The Worst Part

There have been three times in my life so far that I’d dealt with a disabling amount of pain.


The first was at the age of 16.


The second was between the ages of 23 and 24.


The third is right now.


Within the last year and a half, I have lost several people — people who I was extremely close to, and love/d very much. Unfortunately, this is nothing new to me; I’ve lost people before, whether it be through death or having been stabbed in the back or betrayed…I’m sure it’s something all of us experience at least once. And it hurts.


It always hurts.


A decade or so ago, as I’d mentioned in my post ‘Quiet Because You Care,’ I struggled with codependence issues. Even though I didn’t realize it at the time, the codependence made the cut of loss feel even more pronounced than it already would’ve been on its own, and let me tell you, it wasn’t fun.

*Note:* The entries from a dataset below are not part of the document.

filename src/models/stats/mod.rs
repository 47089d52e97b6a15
pub mod requests;
pub mod responses;
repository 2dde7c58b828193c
//! Mutation policy for incoming pods.
//!
//! Pods are mutated by default. A pod opts out through the mutate
//! annotation, and a pod that already carries the status marker is never
//! mutated again. Reserved system namespaces are always skipped.

use std::collections::BTreeMap;

use tracing::info;

/// Opt-out annotation. Values `n`, `no`, `false` and `off` (any case) disable mutation.
pub const MUTATE_ANNOTATION: &str = "lxcfs-admission-webhook.aliyun.com/mutate";
/// Annotation written on every mutated pod
pub const STATUS_ANNOTATION: &str = "lxcfs-admission-webhook.aliyun.com/status";
/// Value of [`STATUS_ANNOTATION`] once a pod has been mutated
pub const STATUS_MUTATED: &str = "mutated";

/// Namespaces the webhook never touches
pub const IGNORED_NAMESPACES: [&str; 2] = ["kube-system", "kube-public"];

const OPT_OUT_VALUES: [&str; 4] = ["n", "no", "false", "off"];

/// Check whether the given annotation key leaves admission enabled.
///
/// Returns false for ignored namespaces regardless of annotations.
pub fn admission_required(
    ignored: &[&str],
    annotation_key: &str,
    namespace: Option<&str>,
    name: &str,
    annotations: Option<&BTreeMap<String, String>>,
) -> bool {
    let namespace = namespace.unwrap_or_default();
    if ignored.contains(&namespace) {
        info!(
            namespace = %namespace,
            name = %name,
            "Skipping pod in reserved namespace"
        );
        return false;
    }

    let value = annotation(annotations, annotation_key).to_lowercase();
    !OPT_OUT_VALUES.contains(&value.as_str())
}

/// Decide whether a pod needs the LXCFS mounts injected
pub fn mutation_required(
    namespace: Option<&str>,
    name: &str,
    annotations: Option<&BTreeMap<String, String>>,
) -> bool {
    let mut required = admission_required(
        &IGNORED_NAMESPACES,
        MUTATE_ANNOTATION,
        namespace,
        name,
        annotations,
    );

    if annotation(annotations, STATUS_ANNOTATION).eq_ignore_ascii_case(STATUS_MUTATED) {
        required = false;
    }

    info!(
        namespace = namespace.unwrap_or_default(),
        name = %name,
        required,
        "Mutation policy evaluated"
    );
    required
}

/// Annotation lookup treating a missing map the same as an empty one
fn annotation<'a>(annotations: Option<&'a BTreeMap<String, String>>, key: &str) -> &'a str {
    annotations
        .and_then(|a| a.get(key))
        .map(String::as_str)
        .unwrap_or_default()
}
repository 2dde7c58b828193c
//! lxcfs-admission-webhook library crate
//!
//! Mutating admission webhook that bind-mounts LXCFS views of `/proc` and
//! `/sys` files into every container of newly created pods, so workloads see
//! their own resource limits instead of the node's.

pub mod config;
pub mod health;
pub mod webhooks;

pub use health::HealthState;
pub use webhooks::{
    WEBHOOK_CERT_PATH, WEBHOOK_KEY_PATH, WEBHOOK_PORT, WebhookError, run_webhook_server,
};
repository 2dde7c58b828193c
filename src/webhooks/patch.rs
//! JSON Patch construction for LXCFS injection.
//!
//! The patch always contains, in order:
//! 1. the status annotation marking the pod as mutated
//! 2. the LXCFS volume mounts for every container
//! 3. the LXCFS host-path volumes for the pod
//!
//! Lists that are absent on the pod are created whole with a single `add`.
//! Lists that already exist get one `add` per entry at the `/-` end position,
//! which keeps whatever the pod already declared. Entries are appended
//! without checking for name collisions, so a pod that already mounts an
//! `lxcfs-*` volume ends up with a duplicate.

use json_patch::jsonptr::PointerBuf;
use json_patch::{AddOperation, Patch, PatchOperation, ReplaceOperation};
use k8s_openapi::api::core::v1::Pod;
use serde::Serialize;
use serde_json::Value;
use tracing::warn;

use super::policy::{STATUS_ANNOTATION, STATUS_MUTATED};
use super::templates::{VOLUME_MOUNTS, VOLUMES};

/// Errors raised while assembling a patch
#[derive(Debug, thiserror::Error)]
pub enum PatchError {
    /// A template could not be converted to JSON
    #[error("failed to serialize patch value: {0}")]
    Serialization(#[from] serde_json::Error),

    /// A generated path was not a valid JSON Pointer
    #[error("invalid patch path {path:?}: {source}")]
    Pointer {
        path: String,
        #[source]
        source: json_patch::jsonptr::ParseError,
    },
}

/// Escape a single JSON Pointer reference token (RFC 6901).
///
/// `~` must be encoded before `/`, otherwise the `~` introduced by `~1`
/// would be encoded a second time.
pub fn escape_json_pointer(token: &str) -> String {
    token.replace('~', "~0").replace('/', "~1")
}

/// Build the patch that injects the LXCFS volumes into `pod`.
///
/// Either the whole patch is built or an error is returned.
pub fn build_patch(pod: &Pod) -> Result<Patch, PatchError> {
    let name = pod.metadata.name.as_deref().unwrap_or_default();
    build_operations(pod).map(Patch).inspect_err(|e| {
        warn!(name = %name, error = %e, "Failed to build LXCFS patch");
    })
}

fn build_operations(pod: &Pod) -> Result<Vec<PatchOperation>, PatchError> {
    let mut ops = Vec::new();

    ops.push(status_annotation_op(pod)?);

    let containers = pod
        .spec
        .as_ref()
        .map(|spec| spec.containers.as_slice())
        .unwrap_or_default();
    for (i, container) in containers.iter().enumerate() {
        let path = format!("/spec/containers/{i}/volumeMounts");
        if container.volume_mounts.is_none() {
            ops.push(add(&path, &*VOLUME_MOUNTS)?);
        } else {
            let append = format!("{path}/-");
            for mount in VOLUME_MOUNTS.iter() {
                ops.push(add(&append, mount)?);
            }
        }
    }

    let has_volumes = pod
        .spec
        .as_ref()
        .is_some_and(|spec| spec.volumes.is_some());
    if has_volumes {
        for volume in VOLUMES.iter() {
            ops.push(add("/spec/volumes/-", volume)?);
        }
    } else {
        ops.push(add("/spec/volumes", &*VOLUMES)?);
    }

    Ok(ops)
}

/// Mark the pod as mutated, creating the annotations map when it is missing
fn status_annotation_op(pod: &Pod) -> Result<PatchOperation, PatchError> {
    let Some(annotations) = pod.metadata.annotations.as_ref() else {
        let value = serde_json::json!({ STATUS_ANNOTATION: STATUS_MUTATED });
        return Ok(PatchOperation::Add(AddOperation {
            path: pointer("/metadata/annotations")?,
            value,
        }));
    };

    let path = pointer(&format!(
        "/metadata/annotations/{}",
        escape_json_pointer(STATUS_ANNOTATION)
    ))?;
    let value = Value::String(STATUS_MUTATED.to_string());

    let existing = annotations
        .get(STATUS_ANNOTATION)
        .is_some_and(|v| !v.is_empty());
    Ok(if existing {
        PatchOperation::Replace(ReplaceOperation { path, value })
    } else {
        PatchOperation::Add(AddOperation { path, value })
    })
}

fn add<T: Serialize + ?Sized>(path: &str, value: &T) -> Result<PatchOperation, PatchError> {
    Ok(PatchOperation::Add(AddOperation {
        path: pointer(path)?,
        value: serde_json::to_value(value)?,
    }))
}

fn pointer(path: &str) -> Result<PointerBuf, PatchError> {
    PointerBuf::parse(path).map_err(|source| PatchError::Pointer {
        path: path.to_string(),
        source: source.into_original(),
    })
}

#[cfg(test)]
#[allow(
    clippy::unwrap_used,
    clippy::expect_used,
    clippy::indexing_slicing,
    clippy::panic
)]
mod tests {
    use super::*;
    use k8s_openapi::api::core::v1::{Container, PodSpec, Volume, VolumeMount};
    use k8s_openapi::apimachinery::pkg::apis::meta::v1::ObjectMeta;
    use std::collections::BTreeMap;

    fn container(name: &str, mounts: Option<Vec<VolumeMount>>) -> Container {
        Container {
            name: name.to_string(),
            image: Some("nginx:latest".to_string()),
            volume_mounts: mounts,
            ..Default::default()
        }
    }

    fn pod(
        annotations: Option<BTreeMap<String, String>>,
        containers: Vec<Container>,
        volumes: Option<Vec<Volume>>,
    ) -> Pod {
        Pod {
            metadata: ObjectMeta {
                name: Some("web".to_string()),
                namespace: Some("default".to_string()),
                annotations,
                ..Default::default()
            },
            spec: Some(PodSpec {
                containers,
                volumes,
                ..Default::default()
            }),
            status: None,
        }
    }

    fn paths(patch: &Patch) -> Vec<String> {
        let json = serde_json::to_value(patch).unwrap();
        json.as_array()
            .unwrap()
            .iter()
            .map(|op| op["path"].as_str().unwrap().to_string())
            .collect()
    }

    fn existing_mount() -> VolumeMount {
        VolumeMount {
            name: "data".to_string(),
            mount_path: "/data".to_string(),
            ..Default::default()
        }
    }

    fn existing_volume() -> Volume {
        Volume {
            name: "data".to_string(),
            ..Default::default()
        }
    }

    #[test]
    fn test_escape_json_pointer() {
        assert_eq!(escape_json_pointer("plain"), "plain");
        assert_eq!(escape_json_pointer("a/b"), "a~1b");
        assert_eq!(escape_json_pointer("a~b"), "a~0b");
        assert_eq!(escape_json_pointer("~/"), "~0~1");
        assert_eq!(
            escape_json_pointer(STATUS_ANNOTATION),
            "lxcfs-admission-webhook.aliyun.com~1status"
        );
    }

    #[test]
    fn test_fresh_pod_gets_three_operations() {
        let pod = pod(None, vec![container("app", None)], None);
        let patch = build_patch(&pod).unwrap();

        assert_eq!(
            paths(&patch),
            vec![
                "/metadata/annotations",
                "/spec/containers/0/volumeMounts",
                "/spec/volumes",
            ]
        );
        assert!(patch.0.iter().all(|op| matches!(op, PatchOperation::Add(_))));
    }

    #[test]
    fn test_annotations_map_created_when_missing() {
        let pod = pod(None, vec![], None);
        let patch = build_patch(&pod).unwrap();

        let PatchOperation::Add(op) = &patch.0[0] else {
            panic!("expected add operation");
        };
        assert_eq!(
            op.value,
            serde_json::json!({ "lxcfs-admission-webhook.aliyun.com/status": "mutated" })
        );
    }

    #[test]
    fn test_status_added_to_existing_annotations() {
        let annotations = BTreeMap::from([("team".to_string(), "web".to_string())]);
        let pod = pod(Some(annotations), vec![], None);
        let patch = build_patch(&pod).unwrap();

        let PatchOperation::Add(op) = &patch.0[0] else {
            panic!("expected add operation");
        };
        assert_eq!(
            op.path.as_str(),
            "/metadata/annotations/lxcfs-admission-webhook.aliyun.com~1status"
        );
        assert_eq!(op.value, Value::String("mutated".to_string()));
    }

    #[test]
    fn test_empty_status_value_is_added() {
        let annotations = BTreeMap::from([(STATUS_ANNOTATION.to_string(), String::new())]);
        let pod = pod(Some(annotations), vec![], None);
        let patch = build_patch(&pod).unwrap();
        assert!(matches!(patch.0[0], PatchOperation::Add(_)));
    }

    #[test]
    fn test_existing_status_value_is_replaced() {
        let annotations =
            BTreeMap::from([(STATUS_ANNOTATION.to_string(), "pending".to_string())]);
        let pod = pod(Some(annotations), vec![], None);
        let patch = build_patch(&pod).unwrap();

        let PatchOperation::Replace(op) = &patch.0[0] else {
            panic!("expected replace operation");
        };
        assert_eq!(op.value, Value::String("mutated".to_string()));

        let json = serde_json::to_value(&patch).unwrap();
        assert_eq!(json[0]["op"], "replace");
    }

    #[test]
    fn test_whole_mount_list_matches_template() {
        let pod = pod(None, vec![container("app", None)], None);
        let patch = build_patch(&pod).unwrap();

        let PatchOperation::Add(mounts) = &patch.0[1] else {
            panic!("expected add operation");
        };
        let mounts: Vec<VolumeMount> = serde_json::from_value(mounts.value.clone()).unwrap();
        assert_eq!(mounts, *VOLUME_MOUNTS);

        let PatchOperation::Add(volumes) = &patch.0[2] else {
            panic!("expected add operation");
        };
        let volumes: Vec<Volume> = serde_json::from_value(volumes.value.clone()).unwrap();
        assert_eq!(volumes, *VOLUMES);
    }

    #[test]
    fn test_existing_lists_are_appended_to() {
        let pod = pod(
            None,
            vec![container("app", Some(vec![existing_mount()]))],
            Some(vec![existing_volume()]),
        );
        let patch = build_patch(&pod).unwrap();

        assert_eq!(patch.0.len(), 17);
        let paths = paths(&patch);
        assert!(
            paths[1..9]
                .iter()
                .all(|p| p == "/spec/containers/0/volumeMounts/-")
        );
        assert!(paths[9..].iter().all(|p| p == "/spec/volumes/-"));

        let PatchOperation::Add(first) = &patch.0[1] else {
            panic!("expected add operation");
        };
        assert_eq!(first.value["name"], "lxcfs-proc-cpuinfo");
        assert_eq!(first.value["readOnly"], true);
    }

    #[test]
    fn test_empty_mount_list_is_appended_to() {
        let pod = pod(None, vec![container("app", Some(vec![]))], None);
        let patch = build_patch(&pod).unwrap();
        // annotation + 8 appends + volumes
        assert_eq!(patch.0.len(), 10);
    }

    #[test]
    fn test_each_container_is_patched() {
        let pod = pod(
            None,
            vec![
                container("app", None),
                container("sidecar", Some(vec![existing_mount()])),
                container("logger", None),
            ],
            None,
        );
        let patch = build_patch(&pod).unwrap();
        let paths = paths(&patch);

        assert_eq!(patch.0.len(), 1 + 1 + 8 + 1 + 1);
        assert_eq!(paths[1], "/spec/containers/0/volumeMounts");
        assert!(
            paths[2..10]
                .iter()
                .all(|p| p == "/spec/containers/1/volumeMounts/-")
        );
        assert_eq!(paths[10], "/spec/containers/2/volumeMounts");
        assert_eq!(paths[11], "/spec/volumes");
    }

    #[test]
    fn test_serialized_patch_shape() {
        let pod = pod(None, vec![container("app", None)], None);
        let patch = build_patch(&pod).unwrap();
        let json = serde_json::to_value(&patch).unwrap();

        let ops = json.as_array().unwrap();
        assert_eq!(ops.len(), 3);
        for op in ops {
            assert_eq!(op["op"], "add");
        }
        assert_eq!(ops[1]["value"].as_array().unwrap().len(), 8);
        assert_eq!(
            ops[2]["value"][0]["hostPath"]["path"],
            "/var/lib/lxcfs/proc/cpuinfo"
        );
    }

    #[test]
    fn test_patch_applies_to_pod() {
        let pod = pod(
            Some(BTreeMap::from([("team".to_string(), "web".to_string())])),
            vec![container("app", Some(vec![existing_mount()]))],
            Some(vec![existing_volume()]),
        );
        let patch = build_patch(&pod).unwrap();

        let mut doc = serde_json::to_value(&pod).unwrap();
        json_patch::patch(&mut doc, &patch).unwrap();
        let patched: Pod = serde_json::from_value(doc).unwrap();

        let annotations = patched.metadata.annotations.unwrap();
        assert_eq!(annotations[STATUS_ANNOTATION], "mutated");
        assert_eq!(annotations["team"], "web");

        let spec = patched.spec.unwrap();
        let mounts = spec.containers[0].volume_mounts.as_ref().unwrap();
        assert_eq!(mounts.len(), 9);
        assert_eq!(mounts[0].name, "data");
        assert_eq!(spec.volumes.unwrap().len(), 9);
    }
}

Even though I’d made the time to heal from my ex-cray-cray, and then entered a healthier dynamic over a year afterwards, I never wanted to allow codependent behaviors to enter the relationships (ANY kind of relationship) I may’ve had in the future; I still had self-consciousness, with a sprinkle of self-loathing, and I wanted to decimate it.


So, a few years ago, I locked myself up at a monastery: The only other people there were some nuns and a priest. My phone had practically no reception, there was no cable…all I had to entertain myself was my yoga mat, my violin, and my computer (with no internet).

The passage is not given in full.